::: Material for this exercise :::

// Authoritative race result and leaderboard rows as returned by the server.
// Invariants: rank is never inferred; anything but a positive number is unknown.

use serde::{Deserialize, Deserializer, Serialize};

#[derive(Clone, Debug, PartialEq, Serialize, Deserialize)]
pub struct RaceResult {
    #[serde(rename = "name", default)]
    pub driver_name: Option<String>,
    #[serde(default, deserialize_with = "lenient_rank")]
    pub rank: Option<u32>,
    /// Milliseconds.
    #[serde(rename = "avg_lap_time", default)]
    pub average_lap_ms: Option<f64>,
}

#[derive(Clone, Debug, PartialEq, Serialize, Deserialize)]
pub struct LeaderboardEntry {
    #[serde(default, deserialize_with = "lenient_rank")]
    pub rank: Option<u32>,
    pub name: String,
    pub laps: u32,
    /// Seconds, already rounded by the server.
    #[serde(rename = "avg_lap_time", default)]
    pub avg_lap_time_sec: Option<f64>,
}

fn lenient_rank<'de, D>(deserializer: D) -> Result<Option<u32>, D::Error>
where
    D: Deserializer<'de>,
{
    #[derive(Deserialize)]
    #[serde(untagged)]
    enum RankField {
        Number(u32),
        Other(serde_json::Value),
    }

    Ok(match Option::<RankField>::deserialize(deserializer)? {
        Some(RankField::Number(rank)) if rank > 0 => Some(rank),
        Some(RankField::Number(_)) | Some(RankField::Other(_)) | None => None,
    })
}

#[cfg(test)]
mod tests {
    use super::*;

    #[test]
    fn numeric_rank() {
        let result: RaceResult =
            serde_json::from_str(r#"{"name":"Kim","avg_lap_time":5000,"rank":1}"#).unwrap();
        assert_eq!(result.driver_name.as_deref(), Some("Kim"));
        assert_eq!(result.rank, Some(1));
        assert_eq!(result.average_lap_ms, Some(5000.0));
    }

    #[test]
    fn unknown_rank_forms() {
        for body in [
            r#"{"name":"Kim","avg_lap_time":null,"rank":"N/A"}"#,
            r#"{"name":"Kim","rank":null}"#,
            r#"{"name":"Kim"}"#,
            r#"{"name":"Kim","rank":0}"#,
        ] {
            let result: RaceResult = serde_json::from_str(body).unwrap();
            assert_eq!(result.rank, None, "{body}");
        }
    }

    #[test]
    fn extra_fields_are_ignored() {
        let result: RaceResult = serde_json::from_str(
            r#"{"laps":[5000,4800],"status":"ENDED","avg_lap_time":4900,"rank":2,"start_time":1000,"name":"Lee","total_laps":2}"#,
        )
        .unwrap();
        assert_eq!(result.rank, Some(2));
        assert_eq!(result.average_lap_ms, Some(4900.0));
    }

    #[test]
    fn leaderboard_rows() {
        let rows: Vec<LeaderboardEntry> = serde_json::from_str(
            r#"[{"rank":1,"name":"Kim","laps":3,"avg_lap_time":5.0},{"name":"Lee","laps":3,"avg_lap_time":5.12}]"#,
        )
        .unwrap();
        assert_eq!(rows.len(), 2);
        assert_eq!(rows[0].rank, Some(1));
        assert_eq!(rows[1].rank, None);
        assert_eq!(rows[1].avg_lap_time_sec, Some(5.12));
    }
}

:::

### Task to complete
Wherever the string "None" occurs in the entries, copy that whole line.

### Reply to the exercise
        Some(RankField::Number(_)) | Some(RankField::Other(_)) | None => None,
            assert_eq!(result.rank, None, "{body}");
        assert_eq!(rows[1].rank, None);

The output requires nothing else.